Veinticinco años más tarde, con el avance de la ciencia fue posible practicar un análisis de ADN en los restos identificados como los de Bormann. El examen también dio positivo. Los restos luego fueron cremados y las cenizas fueron esparcidas en aguas internacionales del Báltico el 16 de agosto de 1999.

A nivel judicial y formal el asunto estaba cerrado. Sin embargo, en el imaginario popular, siempre incrédulo ante la palabra oficial, las conjeturas siguen igual de vivas que antes.

Si aquel almacenero de nombre Juan era realmente Bormann posiblemente nunca lo sabremos. Que Kvetoslava haya estado o no a punto de iniciar el proceso que resolvería el enigma, forma parte del terreno de la hipótesis y la imaginación.

Lo que si sabemos es que la anécdota de Kvetoslava no es la única, se suma a sucesos y eventos similares que se cuentan en nuestra región y que con el paso de los años siguen envueltos en el misterio.

Por ejemplo, están los restos de una casa en la selva, casi sobre el Paraná, en San Ignacio, que se dice que fue residencia de Bormann.

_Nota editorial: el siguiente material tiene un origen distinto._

//! In-process simulated venue
//!
//! Reference adapter used by tests and the demo driver. Market orders fill
//! immediately against the last tick; limit orders rest until a tick
//! crosses them. All feedback flows through the adapter event sink like a
//! real venue.

use crate::venue::{AdapterEvent, VenueAdapter};
use common::error::EngineError;
use common::types::{
    Balance, MarketData, Order, OrderId, OrderStatus, OrderType, Position, Side, TradeUpdate, Ts,
};
use common::types::OrderUpdate;
use crossbeam::channel::Sender;
use dashmap::DashMap;
use parking_lot::Mutex;
use rustc_hash::FxHashSet;
use std::sync::atomic::{AtomicBool, AtomicU64, Ordering};
use tracing::{debug, info, warn};

struct SimOrder {
    order: Order,
    status: OrderStatus,
    filled: f64,
}

/// Simulated venue adapter
pub struct SimVenue {
    name: String,
    orders: DashMap<OrderId, SimOrder>,
    positions: DashMap<String, Position>,
    last: DashMap<String, f64>,
    subscriptions: Mutex<FxHashSet<String>>,
    sink: Mutex<Option<Sender<AdapterEvent>>>,
    next_id: AtomicU64,
    connected: AtomicBool,
    starting_balance: f64,
}

impl SimVenue {
    /// Build a venue with the given name and quote-currency balance
    #[must_use]
    pub fn new(name: impl Into<String>, starting_balance: f64) -> Self {
        Self {
            name: name.into(),
            orders: DashMap::new(),
            positions: DashMap::new(),
            last: DashMap::new(),
            subscriptions: Mutex::new(FxHashSet::default()),
            sink: Mutex::new(None),
            next_id: AtomicU64::new(1),
            connected: AtomicBool::new(false),
            starting_balance,
        }
    }

    fn send(&self, event: AdapterEvent) {
        let sink = self.sink.lock();
        if let Some(tx) = sink.as_ref() {
            if tx.send(event).is_err() {
                debug!(venue = %self.name, "event sink disconnected");
            }
        }
    }

    fn next_order_id(&self) -> OrderId {
        let n = self.next_id.fetch_add(1, Ordering::SeqCst);
        OrderId::new(format!("{}-{n}", self.name))
    }

    fn apply_fill(&self, order_id: &OrderId, order: &Order, price: f64) {
        {
            let mut position = self
                .positions
                .entry(order.symbol.clone())
                .or_insert_with(|| Position::new(order.symbol.clone()));
            position.apply_fill(order.side, order.volume, price);
            position.mark(price);
        }
        if let Some(mut sim) = self.orders.get_mut(order_id) {
            sim.status = OrderStatus::Filled;
            sim.filled = order.volume;
        }
        let now = Ts::now();
        self.send(AdapterEvent::TradeUpdate(TradeUpdate {
            order_id: order_id.clone(),
            symbol: order.symbol.clone(),
            price,
            volume: order.volume,
            side: order.side,
            timestamp: now,
        }));
        self.send(AdapterEvent::OrderUpdate(OrderUpdate {
            order_id: order_id.clone(),
            status: OrderStatus::Filled,
            filled_price: price,
            filled_volume: order.volume,
            timestamp: now,
            message: "filled".to_string(),
        }));
    }

    /// Drive the venue with one tick: publishes market data for subscribed
    /// symbols and fills resting limit orders the tick crosses
    pub fn push_tick(&self, symbol: &str, last_price: f64, best_bid: f64, best_ask: f64) {
        self.last.insert(symbol.to_string(), last_price);

        if self.subscriptions.lock().contains(symbol) {
            self.send(AdapterEvent::MarketData(MarketData {
                symbol: symbol.to_string(),
                timestamp: Ts::now(),
                last_price,
                best_bid,
                best_ask,
                bid_volume: 1.0,
                ask_volume: 1.0,
                bids: Vec::new(),
                asks: Vec::new(),
            }));
        }

        // Resting limit orders crossed by this tick fill at their limit
        let crossed: Vec<(OrderId, Order, f64)> = self
            .orders
            .iter()
            .filter_map(|entry| {
                let sim = entry.value();
                if sim.status != OrderStatus::Pending || sim.order.symbol != symbol {
                    return None;
                }
                let limit = sim.order.price?;
                let fills = match sim.order.side {
                    Side::Buy => last_price <= limit,
                    Side::Sell => last_price >= limit,
                };
                fills.then(|| (entry.key().clone(), sim.order.clone(), limit))
            })
            .collect();
        for (order_id, order, price) in crossed {
            debug!(venue = %self.name, order_id = %order_id, price, "limit order crossed");
            self.apply_fill(&order_id, &order, price);
        }
    }

    /// Simulate a permanent connection loss
    pub fn trigger_fatal(&self, reason: impl Into<String>) {
        let reason = reason.into();
        warn!(venue = %self.name, reason = %reason, "simulated fatal");
        self.connected.store(false, Ordering::Release);
        self.send(AdapterEvent::Fatal { reason });
    }

    /// Symbols with live market data subscriptions
    #[must_use]
    pub fn subscribed_symbols(&self) -> Vec<String> {
        self.subscriptions.lock().iter().cloned().collect()
    }
}

impl VenueAdapter for SimVenue {
    fn name(&self) -> &str {
        &self.name
    }

    fn connect(&self) -> Result<(), EngineError> {
        self.connected.store(true, Ordering::Release);
        info!(venue = %self.name, "connected");
        Ok(())
    }

    fn disconnect(&self) -> Result<(), EngineError> {
        self.connected.store(false, Ordering::Release);
        // Drop the sink so the core's pump thread winds down
        *self.sink.lock() = None;
        info!(venue = %self.name, "disconnected");
        Ok(())
    }

    fn subscribe_market_data(&self, symbol: &str) -> Result<(), EngineError> {
        self.subscriptions.lock().insert(symbol.to_string());
        debug!(venue = %self.name, symbol, "market data subscribed");
        Ok(())
    }

    fn unsubscribe_market_data(&self, symbol: &str) -> Result<(), EngineError> {
        self.subscriptions.lock().remove(symbol);
        debug!(venue = %self.name, symbol, "market data unsubscribed");
        Ok(())
    }

    fn submit_order(&self, order: &Order) -> Result<OrderId, EngineError> {
        if !self.connected.load(Ordering::Acquire) {
            return Err(EngineError::Transport(format!(
                "{} not connected",
                self.name
            )));
        }
        let order_id = self.next_order_id();
        self.orders.insert(
            order_id.clone(),
            SimOrder {
                order: order.clone(),
                status: OrderStatus::Pending,
                filled: 0.0,
            },
        );

        match order.order_type {
            OrderType::Market => {
                let price = self.last.get(&order.symbol).map(|p| *p).or(order.price);
                let Some(price) = price else {
                    self.orders.remove(&order_id);
                    return Err(EngineError::Transport(format!(
                        "no market for {}",
                        order.symbol
                    )));
                };
                self.apply_fill(&order_id, order, price);
            }
            OrderType::Limit => {
                // Marketable limits fill immediately, others rest
                let marketable = self.last.get(&order.symbol).map_or(false, |last| {
                    match order.side {
                        Side::Buy => *last <= order.price.unwrap_or(f64::MIN),
                        Side::Sell => *last >= order.price.unwrap_or(f64::MAX),
                    }
                });
                if marketable {
                    let price = order.price.expect("limit order carries a price");
                    self.apply_fill(&order_id, order, price);
                } else {
                    self.send(AdapterEvent::OrderUpdate(OrderUpdate {
                        order_id: order_id.clone(),
                        status: OrderStatus::Pending,
                        filled_price: 0.0,
                        filled_volume: 0.0,
                        timestamp: Ts::now(),
                        message: "resting".to_string(),
                    }));
                }
            }
            OrderType::Stop | OrderType::StopLimit => {
                self.orders.remove(&order_id);
                return Err(EngineError::Protocol(format!(
                    "{:?} orders not supported by {}",
                    order.order_type, self.name
                )));
            }
        }
        Ok(order_id)
    }

    fn cancel_order(&self, order_id: &OrderId) -> Result<(), EngineError> {
        let mut sim = self
            .orders
            .get_mut(order_id)
            .ok_or_else(|| EngineError::UnknownOrder(order_id.clone()))?;
        if sim.status.is_terminal() {
            return Err(EngineError::UnknownOrder(order_id.clone()));
        }
        sim.status = OrderStatus::Cancelled;
        let filled = sim.filled;
        drop(sim);
        self.send(AdapterEvent::OrderUpdate(OrderUpdate {
            order_id: order_id.clone(),
            status: OrderStatus::Cancelled,
            filled_price: 0.0,
            filled_volume: filled,
            timestamp: Ts::now(),
            message: "cancelled".to_string(),
        }));
        Ok(())
    }

    fn order_status(&self, order_id: &OrderId) -> Result<OrderStatus, EngineError> {
        self.orders
            .get(order_id)
            .map(|sim| sim.status)
            .ok_or_else(|| EngineError::UnknownOrder(order_id.clone()))
    }

    fn balance(&self) -> Result<Balance, EngineError> {
        let mut balance = Balance::default();
        balance
            .free
            .insert("USDT".to_string(), self.starting_balance);
        balance
            .total
            .insert("USDT".to_string(), self.starting_balance);
        Ok(balance)
    }

    fn positions(&self) -> Result<Vec<Position>, EngineError> {
        Ok(self
            .positions
            .iter()
            .map(|entry| entry.value().clone())
            .collect())
    }

    fn set_event_sink(&self, sink: Sender<AdapterEvent>) {
        *self.sink.lock() = Some(sink);
    }
}

#[cfg(test)]
mod tests {
    use super::*;
    use crossbeam::channel::unbounded;

    fn connected_venue() -> (SimVenue, crossbeam::channel::Receiver<AdapterEvent>) {
        let venue = SimVenue::new("sim", 100_000.0);
        let (tx, rx) = unbounded();
        venue.set_event_sink(tx);
        venue.connect().unwrap();
        (venue, rx)
    }

    #[test]
    fn market_order_fills_at_last_tick() {
        let (venue, rx) = connected_venue();
        venue.push_tick("BTCUSDT", 50_000.0, 49_990.0, 50_010.0);
        let id = venue
            .submit_order(&Order::market("BTCUSDT", Side::Buy, 0.1))
            .unwrap();
        assert_eq!(venue.order_status(&id).unwrap(), OrderStatus::Filled);

        let events: Vec<AdapterEvent> = rx.try_iter().collect();
        assert!(events.iter().any(|e| matches!(
            e,
            AdapterEvent::TradeUpdate(t) if t.order_id == id && (t.price - 50_000.0).abs() < 1e-9
        )));
        assert!(events.iter().any(|e| matches!(
            e,
            AdapterEvent::OrderUpdate(u) if u.order_id == id && u.status == OrderStatus::Filled
        )));
    }

    #[test]
    fn resting_limit_fills_when_crossed() {
        let (venue, rx) = connected_venue();
        venue.push_tick("BTCUSDT", 50_000.0, 49_990.0, 50_010.0);
        let id = venue
            .submit_order(&Order::limit("BTCUSDT", Side::Buy, 49_500.0, 0.2))
            .unwrap();
        assert_eq!(venue.order_status(&id).unwrap(), OrderStatus::Pending);

        venue.push_tick("BTCUSDT", 49_400.0, 49_390.0, 49_410.0);
        assert_eq!(venue.order_status(&id).unwrap(), OrderStatus::Filled);
        let fill = rx.try_iter().find_map(|e| match e {
            AdapterEvent::TradeUpdate(t) if t.order_id == id => Some(t),
            _ => None,
        });
        // Fills at the limit price, not the tick
        assert!((fill.expect("trade emitted").price - 49_500.0).abs() < 1e-9);
    }

    #[test]
    fn cancel_rejects_unknown_and_terminal_orders() {
        let (venue, _rx) = connected_venue();
        let missing = OrderId::new("sim-404");
        assert!(matches!(
            venue.cancel_order(&missing).unwrap_err(),
            EngineError::UnknownOrder(_)
        ));

        venue.push_tick("BTCUSDT", 50_000.0, 49_990.0, 50_010.0);
        let id = venue
            .submit_order(&Order::market("BTCUSDT", Side::Sell, 0.1))
            .unwrap();
        assert!(matches!(
            venue.cancel_order(&id).unwrap_err(),
            EngineError::UnknownOrder(_)
        ));
    }

    #[test]
    fn venue_positions_mirror_fills() {
        let (venue, _rx) = connected_venue();
        venue.push_tick("ETHUSDT", 3_000.0, 2_999.0, 3_001.0);
        venue
            .submit_order(&Order::market("ETHUSDT", Side::Buy, 2.0))
            .unwrap();
        let positions = venue.positions().unwrap();
        assert_eq!(positions.len(), 1);
        assert!((positions[0].volume - 2.0).abs() < 1e-12);
    }

    #[test]
    fn subscriptions_gate_market_data_events() {
        let (venue, rx) = connected_venue();
        venue.push_tick("BTCUSDT", 50_000.0, 49_990.0, 50_010.0);
        assert!(rx.try_iter().count() == 0, "unsubscribed tick not emitted");

        venue.subscribe_market_data("BTCUSDT").unwrap();
        venue.push_tick("BTCUSDT", 50_100.0, 50_090.0, 50_110.0);
        assert!(matches!(
            rx.try_recv().unwrap(),
            AdapterEvent::MarketData(d) if (d.last_price - 50_100.0).abs() < 1e-9
        ));

        venue.unsubscribe_market_data("BTCUSDT").unwrap();
        venue.push_tick("BTCUSDT", 50_200.0, 50_190.0, 50_210.0);
        assert_eq!(rx.try_iter().count(), 0);
    }
}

Y el remero que hace muchos años en una entrevista contó cómo periódicamente hacía cruzar con su bote a un silencioso individuo, residente de aquella casa y poseedor de un cinto con una singular hebilla en forma de águila prusiana.

También hubo un misterioso alemán que enseñó en los tiempos de la fábrica de Oasis los secretos para la producción de alimentos envasados, al que una vez Ñato Osorio hizo enfurecer al preguntarle si no se trataba del mismísimo Bormann.

O si no el enigmático personaje que posiblemente era el nazi Mengele, que en 1962 sacó una moneda que atoraba la garganta de Edgardo Reinhardt, quien entonces tenía cuatro meses y había sido llevado a Posadas por sus padres porque en Jardín los médicos no lograban acertar con un diagnóstico.

Muchas historias y muchas incógnitas sin resolver. Solo nos queda la esperanza de que quizás en algún lugar lejano, un archivo secreto de esos que se abren solo pasado cierta cantidad de años, algún día pueda agregar mayor luz a esos grandes misterios que también involucraron a nuestra región.